▶ _Goal of the exercise_
Produce the records below again, word for word, but stop after the line that contains "fn parse_line(line: &str)".

▶ _Data provided_
//! dyngauge CLI
//!
//! Reads `name value [key=value ...]` lines from stdin, records each as a
//! dynamic gauge, and prints the registry and its store stats at EOF.
//!
//! - Config: YAML file named by `DYNGAUGE_CONFIG`, otherwise
//!   `DYNGAUGE_EXPIRATION` / `DYNGAUGE_EXPIRATION_UNIT`
//! - Logging: `RUST_LOG` filter

use std::io::{self, BufRead};

use tracing_subscriber::{fmt, EnvFilter};

use dyngauge_core::error::{DynGaugeError, Result};
use dyngauge_core::{MonitorId, Tag};
use dyngauge_registry::{config, DefaultMonitorRegistry, DynamicGauge, MonitorRegistry};

fn parse_line(line: &str) -> Result<Option<(MonitorId, f64)>> {
    let mut parts = line.split_whitespace();
    let Some(name) = parts.next() else {
        return Ok(None);
    };
    if name.starts_with('#') {
        return Ok(None);
    }
    let value: f64 = parts
        .next()
        .ok_or_else(|| DynGaugeError::Config(format!("missing value for {name}")))?
        .parse()
        .map_err(|e| DynGaugeError::Config(format!("bad value for {name}: {e}")))?;

    let mut id = MonitorId::builder(name);
    for raw in parts {
        let tag: Tag = raw.parse()?;
        id = id.with_tag(tag.key(), tag.value());
    }
    Ok(Some((id.build(), value)))
}

fn main() {
    fmt().with_env_filter(EnvFilter::from_default_env()).init();

    let registry = DefaultMonitorRegistry::new();
    let gauges = match std::env::var("DYNGAUGE_CONFIG") {
        Ok(path) => {
            let cfg = config::load_from_file(&path).expect("config load failed");
            DynamicGauge::new(&cfg.dynamic_gauge, &registry)
        }
        Err(_) => DynamicGauge::from_env(&registry),
    }
    .expect("registry init failed");

    let stdin = io::stdin();
    for (lineno, line) in stdin.lock().lines().enumerate() {
        let line = match line {
            Ok(l) => l,
            Err(e) => {
                tracing::error!(error = %e, "stdin read failed");
                break;
            }
        };
        match parse_line(&line) {
            Ok(Some((id, value))) => {
                if let Err(e) = gauges.set(&id, value) {
                    tracing::error!(line = lineno + 1, error = %e, "set failed");
                }
            }
            Ok(None) => {}
            Err(e) => tracing::warn!(line = lineno + 1, error = %e, "skipping malformed line"),
        }
    }

    println!("{gauges}");
    let stats = gauges.stats();
    println!("{stats:?}");
    println!("requests={} hit_rate={:.3}", stats.request_count(), stats.hit_rate());
    tracing::info!(registered = registry.registered().len(), "done");
}

#[cfg(test)]
mod tests {
    use super::*;

    #[test]
    fn parses_name_value_and_tags() {
        let (id, v) = parse_line("requests 5 host=a region=eu").unwrap().unwrap();
        assert_eq!(v, 5.0);
        assert_eq!(id, MonitorId::builder("requests").with_tag("region", "eu").with_tag("host", "a").build());
    }

    #[test]
    fn skips_blank_and_comment_lines() {
        assert!(parse_line("   ").unwrap().is_none());
        assert!(parse_line("# requests 5").unwrap().is_none());
    }

    #[test]
    fn rejects_missing_or_bad_value_and_bad_tag() {
        assert!(parse_line("requests").is_err());
        assert!(parse_line("requests five").is_err());
        assert!(parse_line("requests 5 host").is_err());
    }
}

▶ _Answer box_
//! dyngauge CLI
//!
//! Reads `name value [key=value ...]` lines from stdin, records each as a
//! dynamic gauge, and prints the registry and its store stats at EOF.
//!
//! - Config: YAML file named by `DYNGAUGE_CONFIG`, otherwise
//!   `DYNGAUGE_EXPIRATION` / `DYNGAUGE_EXPIRATION_UNIT`
//! - Logging: `RUST_LOG` filter

use std::io::{self, BufRead};

use tracing_subscriber::{fmt, EnvFilter};

use dyngauge_core::error::{DynGaugeError, Result};
use dyngauge_core::{MonitorId, Tag};
use dyngauge_registry::{config, DefaultMonitorRegistry, DynamicGauge, MonitorRegistry};

fn parse_line(line: &str) -> Result<Option<(MonitorId, f64)>> {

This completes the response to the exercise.